Muitas vezes os homens e as mulheres viram o Jesus histórico, não O conseguiam compreender. Ele era apenas mais um profeta, era apenas mais um que pretendia ser o Messias, era mais um contador de parábolas, era mais um. Na Páscoa nós somos chamados a perceber Jesus como o único, somos chamados a compreender a Sua realidade total e isso pede de nós um salto, pede de nós uma capacidade de acreditar para poder ver. Normalmente nós vemos para acreditar, é essa a nossa metodologia no trabalho com a realidade. O Ressuscitado inaugura uma nova metodologia, nós temos de acreditar para poder ver, nós temos de não tocar para poder tocar, nós temos de não reter para poder verdadeiramente possuir, nós temos de aceitar o silêncio, a distância para poder verdadeiramente viver a intimidade e a relação, e isto é a nova relação, a nova relação pascal.
Mas, queridos irmãos, desta relação nós nascemos, nós nascemos. E por isso é tão maravilhoso o gesto que Jesus faz. Ele chega-Se ao interior do grupo e diz: “A paz esteja convosco.” E sopra sobre eles. Claramente este soprar é uma alusão à criação do Adão e da Eva quando Deus faz o Homem, amassa-o do barro e sopra nas Suas narinas para lhe dar vida. Jesus sopra o Espírito sobre nós também para nos vivificar, também para nos dar uma vida nova, para nos dar uma perspetiva nova, para nos dar uma compreensão nova da própria vida. E por isso nós nascemos da Páscoa. A Páscoa é o nosso berço, a Páscoa é o lugar onde cada um de nós reencontra o significado da própria vida mas também o método, mas também a maneira, a maneira de viver.
É muito belo aquilo que os Atos dos Apóstolos nos contam: “Das mãos dos discípulos saiam milagres e prodígios.” Iam todos juntos em consonância, em harmonia, numa capacidade de comunhão que causava espanto a todos.
Queridos irmãos, a Páscoa enche-nos de confiança. Das nossas mãos também saem milagres, das mãos de todos nós. As nossas mãos são instrumentos do milagre, instrumentos do prodígio.

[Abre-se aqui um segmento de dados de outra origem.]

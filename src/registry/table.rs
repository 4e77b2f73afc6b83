//! Bounded task descriptor table.
//!
//! The table is pure data: it is embedded in the state store's [`Shared`]
//! record and mutated only while the global lock is held. Capacity is fixed
//! at construction; ids are assigned sequentially and entries are never
//! removed, so `len()` grows only.
//!
//! Out-of-range ids are absorbed silently everywhere a runner can hand one
//! in (`record_completion`, `set_state`); only registration reports errors.

use std::sync::Arc;
use std::time::Instant;

use crate::error::RegistryError;
use crate::state::TaskSnapshot;

/// Index of a task in the table. Assigned sequentially at registration.
pub type TaskId = usize;

/// Execution state of a task, as recorded in its descriptor.
///
/// `Blocked` and `Suspended` are reserved: the base protocol parks waiting
/// tasks in `Ready` and nothing transitions into either, but both are kept
/// in the model for parity with the descriptor layout.
#[derive(Debug, Clone, Copy, PartialEq, Eq)]
pub enum TaskState {
    Ready,
    Running,
    Blocked,
    Suspended,
}

impl TaskState {
    /// Short display label for the status panel.
    pub fn label(self) -> &'static str {
        match self {
            TaskState::Ready => "READY",
            TaskState::Running => "RUNNING",
            TaskState::Blocked => "BLOCKED",
            TaskState::Suspended => "SUSPENDED",
        }
    }
}

/// One task descriptor.
#[derive(Debug, Clone)]
pub struct TaskEntry {
    /// Sequential id, immutable after registration.
    pub id: TaskId,
    /// Display name.
    pub name: Arc<str>,
    /// Advisory priority, higher = more urgent. Fixed at registration.
    pub priority: u8,
    /// Current execution state, owned by the task's runner.
    pub state: TaskState,
    /// Lifecycle flag; cleared by the registry during shutdown (or when the
    /// runner could not be started).
    pub active: bool,
    /// Completed service cycles. Monotonically increasing.
    pub execution_count: u64,
    /// Time of the most recent completed cycle.
    pub last_execution: Instant,
}

/// Fixed-capacity task descriptor table.
#[derive(Debug)]
pub struct TaskTable {
    entries: Vec<TaskEntry>,
    capacity: usize,
}

impl TaskTable {
    /// Creates an empty table with the given fixed capacity.
    pub fn new(capacity: usize) -> Self {
        Self {
            entries: Vec::with_capacity(capacity),
            capacity,
        }
    }

    /// Number of registered tasks. Grows only.
    pub fn len(&self) -> usize {
        self.entries.len()
    }

    pub fn is_empty(&self) -> bool {
        self.entries.is_empty()
    }

    /// The fixed capacity.
    pub fn capacity(&self) -> usize {
        self.capacity
    }

    /// Appends a descriptor with the next sequential id.
    ///
    /// New entries start `Ready`, active, with a zero execution count.
    /// Fails with [`RegistryError::CapacityExceeded`] when the table is
    /// full; the table is left untouched in that case.
    pub fn register(&mut self, name: &str, priority: u8) -> Result<TaskId, RegistryError> {
        if self.entries.len() >= self.capacity {
            return Err(RegistryError::CapacityExceeded {
                name: name.to_string(),
                capacity: self.capacity,
            });
        }
        let id = self.entries.len();
        self.entries.push(TaskEntry {
            id,
            name: Arc::from(name),
            priority,
            state: TaskState::Ready,
            active: true,
            execution_count: 0,
            last_execution: Instant::now(),
        });
        Ok(id)
    }

    /// Returns the descriptor for `id`, if registered.
    pub fn entry(&self, id: TaskId) -> Option<&TaskEntry> {
        self.entries.get(id)
    }

    /// Returns the display name for `id`, if registered.
    pub fn name_of(&self, id: TaskId) -> Option<Arc<str>> {
        self.entries.get(id).map(|e| e.name.clone())
    }

    /// True if `id` is registered and its lifecycle flag is set.
    ///
    /// Unknown ids read as inactive.
    pub fn is_active(&self, id: TaskId) -> bool {
        self.entries.get(id).is_some_and(|e| e.active)
    }

    /// Records a completed service cycle: bumps the counter and refreshes
    /// the timestamp. Out-of-range ids are ignored.
    pub fn record_completion(&mut self, id: TaskId) {
        if let Some(entry) = self.entries.get_mut(id) {
            entry.execution_count += 1;
            entry.last_execution = Instant::now();
        }
    }

    /// Sets the execution state for `id`. Out-of-range ids are ignored.
    pub fn set_state(&mut self, id: TaskId, state: TaskState) {
        if let Some(entry) = self.entries.get_mut(id) {
            entry.state = state;
        }
    }

    /// Clears the lifecycle flag for `id`. Out-of-range ids are ignored.
    pub fn deactivate(&mut self, id: TaskId) {
        if let Some(entry) = self.entries.get_mut(id) {
            entry.active = false;
        }
    }

    /// Clears every lifecycle flag (shutdown step one).
    pub fn mark_all_inactive(&mut self) {
        for entry in &mut self.entries {
            entry.active = false;
        }
    }

    /// Returns the active `Ready` task with the strictly greatest priority.
    ///
    /// Ties resolve to the earliest-registered entry: a candidate replaces
    /// the current best only on a strictly greater priority. Pure query;
    /// nothing in the dispatch path calls it.
    pub fn highest_priority_ready(&self) -> Option<TaskId> {
        let mut best: Option<&TaskEntry> = None;
        for entry in &self.entries {
            if !entry.active || entry.state != TaskState::Ready {
                continue;
            }
            match best {
                Some(current) if entry.priority <= current.priority => {}
                _ => best = Some(entry),
            }
        }
        best.map(|e| e.id)
    }

    /// Copies every descriptor into presentation rows.
    pub fn snapshot(&self) -> Vec<TaskSnapshot> {
        self.entries
            .iter()
            .map(|e| TaskSnapshot {
                id: e.id,
                name: e.name.clone(),
                priority: e.priority,
                state: e.state,
                active: e.active,
                execution_count: e.execution_count,
            })
            .collect()
    }
}

#[cfg(test)]
mod tests {
    use super::*;

    fn full_table() -> TaskTable {
        let mut table = TaskTable::new(8);
        for i in 0..8 {
            table.register(&format!("task-{i}"), i as u8).unwrap();
        }
        table
    }

    #[test]
    fn test_register_assigns_sequential_ids() {
        let mut table = TaskTable::new(4);
        assert_eq!(table.register("a", 1).unwrap(), 0);
        assert_eq!(table.register("b", 2).unwrap(), 1);
        assert_eq!(table.register("c", 3).unwrap(), 2);
        assert_eq!(table.len(), 3);
    }

    #[test]
    fn test_register_ninth_task_is_capacity_exceeded() {
        let mut table = full_table();
        let err = table.register("ninth", 5).unwrap_err();
        assert!(matches!(
            err,
            RegistryError::CapacityExceeded { capacity: 8, .. }
        ));
        assert_eq!(table.len(), 8);
    }

    #[test]
    fn test_new_entry_is_ready_active_zero_count() {
        let mut table = TaskTable::new(2);
        let id = table.register("fresh", 7).unwrap();
        let entry = table.entry(id).unwrap();
        assert_eq!(entry.state, TaskState::Ready);
        assert!(entry.active);
        assert_eq!(entry.execution_count, 0);
    }

    #[test]
    fn test_record_completion_bumps_count() {
        let mut table = TaskTable::new(2);
        let id = table.register("worker", 1).unwrap();
        table.record_completion(id);
        table.record_completion(id);
        assert_eq!(table.entry(id).unwrap().execution_count, 2);
    }

    #[test]
    fn test_record_completion_ignores_unknown_id() {
        let mut table = TaskTable::new(2);
        table.register("worker", 1).unwrap();
        table.record_completion(99);
        assert_eq!(table.entry(0).unwrap().execution_count, 0);
    }

    #[test]
    fn test_highest_priority_ready_picks_strict_max() {
        let mut table = TaskTable::new(4);
        table.register("low", 1).unwrap();
        table.register("high", 9).unwrap();
        table.register("mid", 5).unwrap();
        assert_eq!(table.highest_priority_ready(), Some(1));
    }

    #[test]
    fn test_highest_priority_tie_goes_to_earliest() {
        let mut table = TaskTable::new(4);
        table.register("first", 5).unwrap();
        table.register("second", 5).unwrap();
        table.register("third", 3).unwrap();
        assert_eq!(table.highest_priority_ready(), Some(0));
    }

    #[test]
    fn test_highest_priority_skips_non_ready_and_inactive() {
        let mut table = TaskTable::new(4);
        table.register("running", 9).unwrap();
        table.register("inactive", 8).unwrap();
        table.register("ready", 2).unwrap();
        table.set_state(0, TaskState::Running);
        table.deactivate(1);
        assert_eq!(table.highest_priority_ready(), Some(2));
    }

    #[test]
    fn test_highest_priority_empty_table_is_none() {
        let table = TaskTable::new(4);
        assert_eq!(table.highest_priority_ready(), None);
    }

    #[test]
    fn test_mark_all_inactive() {
        let mut table = full_table();
        table.mark_all_inactive();
        assert!(!table.is_active(0));
        assert!(!table.is_active(7));
        assert_eq!(table.highest_priority_ready(), None);
    }
}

Nós precisamos confiar naquilo que o Ressuscitado faz das mãos de cada um de nós e saber que a melhor expressão da nova criação que a Páscoa começa é verdadeiramente a capacidade de viver a comunhão, a capacidade de vivermos uns com os outros, de criarmos história, de criarmos relação insuflados pelo Espírito novo. A Páscoa dá-nos o Espírito, a nós que tantas vezes vivemos desalmados como se nos faltasse a alma, o ânimo, o Espírito. A Páscoa é a grande relativização, o grande levantamento e por isso este é um tempo de confiança, queridos irmãs e irmãos. Tempo para viver na confiança, tempo para acreditar na vida, tempo para acreditar na potência de Deus em cada um de nós. Deus pode, Deus pode. Que na comunhão, na amizade, na solidariedade, no serviço, na reconstrução da vida, no cuidado uns pelos outros, na atenção aos mais frágeis, na celebração da esperança nós possamos reencontrar este Cristo que agora está, que agora é, plenamente, perto de nós.